Tag Archives: Gaeltacht

Irish language disappearing from Ireland

UPDATE:

The Irish language remains an intrinsic part of Irish identity, former president Mary McAleese writes in a column for The Irish Times.

“The cúpla focal can go a long way to make an exile feel connected to both today’s and yesterday’s global Irish family.”

ORIGINAL POST:

Erosion of the Irish language “is now taking place at a faster rate than was predicted” by a 2007 study and “demands urgent intervention,” a government agency says in a follow up report.

The new report details how the Irish language has contracted within the Gaeltacht areas, primarily on Ireland’s western seaboard, where it remains the predominant means of written and spoken communication.

“The situation is so bad, the crisis is so pressing that a new strategy is needed and has to be implemented by those at the highest levels in the State,” report co-author Conchúr Ó Giollagáin told The Irish Times. “The 20-year strategy for the Irish language is not strong enough to address the situation in the Gaeltacht.”

Classic Modern Irish dates to the period 1200 to 1600, according to this history of the language. But Irish was diminished by the long English domination in administrative and legal affairs. “The status of Irish as a major language was lost.”
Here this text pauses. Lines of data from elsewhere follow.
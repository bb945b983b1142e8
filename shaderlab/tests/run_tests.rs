use anyhow::Result;
use clap::Parser;
use image::{Rgba, RgbaImage};
use shaderlab::cli::Cli;
use std::path::{Path, PathBuf};

fn write_card(dir: &Path) -> Result<PathBuf> {
    let path = dir.join("card.png");
    RgbaImage::from_fn(24, 16, |x, y| Rgba([(x * 10) as u8, (y * 15) as u8, 200, 255]))
        .save(&path)?;
    Ok(path)
}

fn run(dir: &Path, args: &[&str]) -> Result<()> {
    let config = dir.join("shaderlab.toml");
    let mut argv = vec!["shaderlab", "--config", config.to_str().unwrap()];
    argv.extend_from_slice(args);
    shaderlab::run(Cli::try_parse_from(argv)?)
}

#[test]
fn test_list() -> Result<()> {
    let dir = tempfile::tempdir()?;
    run(dir.path(), &["list"])
}

#[test]
fn test_color_blind_output() -> Result<()> {
    let dir = tempfile::tempdir()?;
    let input = write_card(dir.path())?;
    let output = dir.path().join("out.png");

    run(
        dir.path(),
        &[
            "color-blind",
            "-i",
            input.to_str().unwrap(),
            "-o",
            output.to_str().unwrap(),
            "--severity",
            "0",
            "-e",
            "@2:type=Tritanomaly",
        ],
    )?;

    // Severity 0 is the identity whatever the type.
    let source = image::open(&input)?.to_rgba8();
    let rendered = image::open(&output)?.to_rgba8();
    assert_eq!(rendered, source);
    Ok(())
}

#[test]
fn test_crt_disabled_from_config() -> Result<()> {
    let dir = tempfile::tempdir()?;
    std::fs::write(dir.path().join("shaderlab.toml"), "[crt]\nenabled = false\n")?;

    let input = write_card(dir.path())?;
    let output = dir.path().join("out.png");
    let frames = dir.path().join("frames");

    run(
        dir.path(),
        &[
            "crt",
            "-i",
            input.to_str().unwrap(),
            "-o",
            output.to_str().unwrap(),
            "--frames-dir",
            frames.to_str().unwrap(),
            "-e",
            "@1:curvature=2",
        ],
    )?;

    assert_eq!(
        image::open(&output)?.to_rgba8(),
        image::open(&input)?.to_rgba8()
    );
    assert_eq!(std::fs::read_dir(&frames)?.count(), 2);
    Ok(())
}

#[test]
fn test_crt_renders_bezel() -> Result<()> {
    let dir = tempfile::tempdir()?;
    let input = write_card(dir.path())?;
    let output = dir.path().join("out.png");

    run(
        dir.path(),
        &[
            "crt",
            "-i",
            input.to_str().unwrap(),
            "-o",
            output.to_str().unwrap(),
            "--curvature",
            "1",
        ],
    )?;

    let rendered = image::open(&output)?.to_rgba8();
    assert_eq!(rendered.dimensions(), (24, 16));
    assert_eq!(rendered.get_pixel(0, 0), &Rgba([0, 0, 0, 0]));
    Ok(())
}

#[test]
fn test_errors() -> Result<()> {
    let dir = tempfile::tempdir()?;
    let input = write_card(dir.path())?;

    assert!(run(dir.path(), &["crt", "-i", "missing.png"]).is_err());
    assert!(
        run(
            dir.path(),
            &["color-blind", "-i", input.to_str().unwrap(), "-e", "type=Nope"]
        )
        .is_err()
    );
    Ok(())
}

#[test]
fn test_crt_output_matches_viewport() -> Result<()> {
    let dir = tempfile::tempdir()?;
    let input = write_card(dir.path())?;
    let output = dir.path().join("out.png");

    run(
        dir.path(),
        &[
            "crt",
            "-i",
            input.to_str().unwrap(),
            "-o",
            output.to_str().unwrap(),
            "--viewport",
            "48x32",
        ],
    )?;

    let rendered = image::open(&output)?.to_rgba8();
    assert_eq!(rendered.dimensions(), (48, 32));
    assert_eq!(rendered.get_pixel(0, 0), &Rgba([0, 0, 0, 0]));
    Ok(())
}
//! Screen logic
//!
//! Each screen owns the parameters of one effect, the controls that edit them
//! and the pipeline that renders them. The scheduler drives a screen one frame
//! at a time: events, animation step, uniform push, render.

pub mod color_blind_screen;
pub mod crt_screen;
pub mod input;
pub mod scheduler;
pub mod screen;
There have been language revivals, of course, including the founding of the Gaelic League in 1893. The League played a key role the nationalist movement leading to the creation of the Irish Free State. This story discusses the rocky relationship between the League and the state’s early governments in the 1920s and 1930s.

“However the biggest obstacle to the restoration of the language was arguably people’s apathy,” the story concludes. “Even in the Gaeltacht areas there was indifference to the language from native speakers who saw learning English as a route to prosperity. In some instances parents even requested that their children be taught in English.”

These and other factors, such as urbanization and immigration, set the stage for where the language finds itself nearly 100 years later.